2.講演「白熱する投資の地平 ~変動税制の提言~」

(Imara Asset Management、Bruce Williamson氏)

【アフリカの投資環境は発展途上】

 フレイザー研究所が世界各国の投資環境ランキングを発表している。調査対象は112 か国であり、そのうち22 か国がアフリカ諸国である。アフリカ諸国の「投資すべき」という評価の平均値はたったの12%である。さらに税制に特化すると、アフリカ諸国の「投資すべき」という評価の平均値はたったの6%である。国別にみると、アフリカ諸国の中で最もランキングが高かったのはボツワナであり世界的にみても14 位である。次にエチオピア(世界31 位)、ブルキナファソ(世界41 位)等と続く。

 フレイザー研究所は、アフリカでの鉱業について、以下の通りコメントしている。

(1) 不確実性に支配されている
(2) ルールが常に変化しており意思決定が複雑である
(3) しかしながら資源ポテンシャルが常に投資家を引き付ける
(4) とは言え探鉱・採取を促す権限はほとんどない
(5) むしろ政府は制限的な政策を導入し税・ロイヤルティを引き上げ続けている
(6) そして政府が介入すると資本は逃げる
(7) 鉱業界は助けを必要としている
(8) 税制の不確実性が投資を阻害する一因である
(9) 利害関係者をなだめるために規制の枠組みを常に変えている

(10) 投資する環境にはない

【資源がアフリカ経済に相乗効果をもたらす】

 アフリカには素晴らしい資源ポテンシャルがあるにも拘わらず、適切に活用されておらず、雇用創出や経済の多角化につながっていない。各国政府の鉱業政策はあまりに介入的で、資源税制も一貫しておらず、資源と経済の好循環を生み出していない。しかし南アは成功事例であり、豊かな鉱物資源に恵まれ、敏感に変動する課税スキームを導入したことにより、鉱山街(mining towns)の増大をもたらし、経済全般に段階的な相乗効果をもたらした。

図4 昔と今のヨハネスブルグのシティ・ホール

(出典:Blue plaques及びHeritage Portalより講演者作成)

図4 昔と今のヨハネスブルグのシティ・ホール

 鉱業が経済にもたらす相乗効果は強力である。資本支出については、土地、鉱業権、インフラ、サービス、教育、資機材、プラント、住居、学校、病院、スポーツ施設、商店街などの整備をもたらす。運営費としては、給与、交通、消費財、各種調査、法務、税務などを必要とする。ロジスティクスでは、鉱石・精鉱の輸送、荷揚げ、保険などを必要とする。鉱山街では、水道、電力、道路、下水道、住居、公園、灌漑、商店街、レストランなどが整備される。周辺産業についても、銀行、ファンド、保険、会計、法務、取引所、建設業、製造業などが活性化する。

【定率の税制が鉱床開発を阻害】

 いかなる鉱床も有一無二であり異なる特性を持っている。鉱業は単純に見えるが単純ではない。資金調達、インフラ、地域社会、労働者が複雑に関係し、それらが全て政府の投資政策と税制に影響される。
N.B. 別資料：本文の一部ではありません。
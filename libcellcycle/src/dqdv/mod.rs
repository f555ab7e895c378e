//! Differential capacity (dQ/dV) for a single half cycle.
//!
//! The curve is built in stages: deduplicate by voltage, resample capacity linearly onto a
//! uniform voltage grid, smooth with a Savitzky-Golay filter, fit a smoothing spline,
//! differentiate the spline, and optionally smooth the derivative again.
pub mod savgol;
pub mod spline;

use ndarray::Array1;
use serde::{Deserialize, Serialize};

use super::error::DqdvError;
use savgol::SavitzkyGolay;
use spline::{fit_smoothing_spline, linear_interpolate};

pub const DEFAULT_GRID_POINTS: usize = 10_000;

/// Tuning of the dQ/dV pipeline. Defaults follow common practice for cycler data.
#[derive(Debug, Clone, Copy, PartialEq, Serialize, Deserialize)]
#[serde(default)]
pub struct DqdvParams {
    /// Order of the smoothing spline. Odd orders give the best results.
    pub spline_order: usize,
    /// Upper bound on the spline's sum of squared residuals
    pub spline_smoothing: f64,
    pub window_size_1: usize,
    pub polyorder_1: usize,
    pub window_size_2: usize,
    pub polyorder_2: usize,
    /// Apply the second Savitzky-Golay pass to the derivative
    pub final_smooth: bool,
    pub grid_points: usize,
}

impl Default for DqdvParams {
    fn default() -> Self {
        Self {
            spline_order: 3,
            spline_smoothing: 1e-5,
            window_size_1: 101,
            polyorder_1: 5,
            window_size_2: 1001,
            polyorder_2: 5,
            final_smooth: true,
            grid_points: DEFAULT_GRID_POINTS,
        }
    }
}

impl DqdvParams {
    /// Check every parameter before any computation happens. No value is clamped.
    pub fn validate(&self) -> Result<(), DqdvError> {
        if !(1..=5).contains(&self.spline_order) {
            return Err(DqdvError::BadSplineOrder(self.spline_order));
        }
        if !self.spline_smoothing.is_finite() || self.spline_smoothing < 0.0 {
            return Err(DqdvError::BadSmoothing(self.spline_smoothing));
        }
        if self.grid_points < 2 || self.grid_points <= self.spline_order {
            return Err(DqdvError::BadGridSize {
                grid: self.grid_points,
                order: self.spline_order,
            });
        }
        SavitzkyGolay::validate(
            "first smoothing",
            self.window_size_1,
            self.polyorder_1,
            self.grid_points,
        )?;
        // Checked even when final_smooth is off
        SavitzkyGolay::validate(
            "second smoothing",
            self.window_size_2,
            self.polyorder_2,
            self.grid_points,
        )?;
        Ok(())
    }
}

/// A dQ/dV curve on a uniform voltage grid. All arrays have the grid length.
#[derive(Debug, Clone, PartialEq)]
pub struct DifferentialCurve {
    pub voltage: Array1<f64>,
    pub dqdv: Array1<f64>,
    pub capacity: Array1<f64>,
}

impl DifferentialCurve {
    pub fn len(&self) -> usize {
        self.voltage.len()
    }

    pub fn is_empty(&self) -> bool {
        self.voltage.is_empty()
    }
}

/// A curve tagged with the half cycle it was computed from
#[derive(Debug, Clone, PartialEq)]
pub struct HalfCycleCurve {
    pub half_cycle: u32,
    pub curve: DifferentialCurve,
}

/// Compute the dQ/dV curve of one half cycle from its (capacity, voltage) samples
pub fn dqdv_single_cycle(
    capacity: &[f64],
    voltage: &[f64],
    params: &DqdvParams,
) -> Result<DifferentialCurve, DqdvError> {
    params.validate()?;
    if capacity.len() != voltage.len() {
        return Err(DqdvError::LengthMismatch {
            capacity: capacity.len(),
            voltage: voltage.len(),
        });
    }

    let (unique_v, unique_cap) = dedup_by_voltage(capacity, voltage);
    if unique_v.len() < 2 {
        return Err(DqdvError::TooFewVoltages(unique_v.len()));
    }

    let grid = voltage_grid(unique_v[0], unique_v[unique_v.len() - 1], params.grid_points);
    let grid_values = grid.to_vec();
    let resampled = linear_interpolate(&unique_v, &unique_cap, &grid_values);

    let first = SavitzkyGolay::new("first smoothing", params.window_size_1, params.polyorder_1)?;
    let smooth_cap = first.apply(&resampled);

    let spline = fit_smoothing_spline(
        &grid_values,
        &smooth_cap,
        params.spline_order,
        params.spline_smoothing,
    )?;
    let derivative = spline.derivative();
    let mut dqdv: Vec<f64> = grid_values.iter().map(|v| derivative.evaluate(*v)).collect();

    if params.final_smooth {
        let second =
            SavitzkyGolay::new("second smoothing", params.window_size_2, params.polyorder_2)?;
        dqdv = second.apply(&dqdv);
    }

    Ok(DifferentialCurve {
        voltage: grid,
        dqdv: Array1::from_vec(dqdv),
        capacity: Array1::from_vec(smooth_cap),
    })
}

/// Group samples with identical voltage, averaging their capacity.
///
/// Returns (voltage, capacity) sorted by voltage. Non-finite pairs are dropped.
pub fn dedup_by_voltage(capacity: &[f64], voltage: &[f64]) -> (Vec<f64>, Vec<f64>) {
    let mut pairs: Vec<(f64, f64)> = voltage
        .iter()
        .zip(capacity)
        .filter(|(v, c)| v.is_finite() && c.is_finite())
        .map(|(v, c)| (*v, *c))
        .collect();
    let dropped = voltage.len().min(capacity.len()) - pairs.len();
    if dropped > 0 {
        log::warn!("Dropped {dropped} non-finite (capacity, voltage) pairs before dQ/dV");
    }
    pairs.sort_by(|a, b| a.0.total_cmp(&b.0));

    let mut unique_v: Vec<f64> = Vec::new();
    let mut unique_cap: Vec<f64> = Vec::new();
    for group in pairs.chunk_by(|a, b| a.0 == b.0) {
        let mean = group.iter().map(|(_, c)| c).sum::<f64>() / group.len() as f64;
        unique_v.push(group[0].0);
        unique_cap.push(mean);
    }
    (unique_v, unique_cap)
}

/// Uniform grid of `n` points spanning exactly [start, end]
pub fn voltage_grid(start: f64, end: f64, n: usize) -> Array1<f64> {
    let mut grid = Array1::linspace(start, end, n);
    if n > 0 {
        grid[n - 1] = end;
    }
    grid
}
 定率の税制は、一つの制度が全ての鉱床に適用できると想定しているが、現実の鉱床は多様である。定率の税制は、政府による税率引き上げをもたらす傾向にあり、それは利益率の低い鉱床を罰する。そのため限界収益点にある多くの鉱床の開発を阻害することを政府は認識すべきである。ロイヤルティの更なる課徴はダメージ以外の何物でもない。

【変動税制が鉱床開発を後押し】

 むしろ税制こそが、限界収益点にある鉱床の開発を後押しすべきである。そのため、全ての鉱床に適用できる“変動税制”を提言したい。利益と収益の割合に基づくフォーミュラで税率が決まる仕組みである。変動税制は、新規鉱山では最適な投資額を割り出し、既存鉱山では最適な採取量を割り出し、支払い不能となるリスクを減らし、採取コストを減らす効果がある。政府から見ても、利益率が高いときは余剰収入があり、利益率が低いときでも財政の圧迫を軽減できる。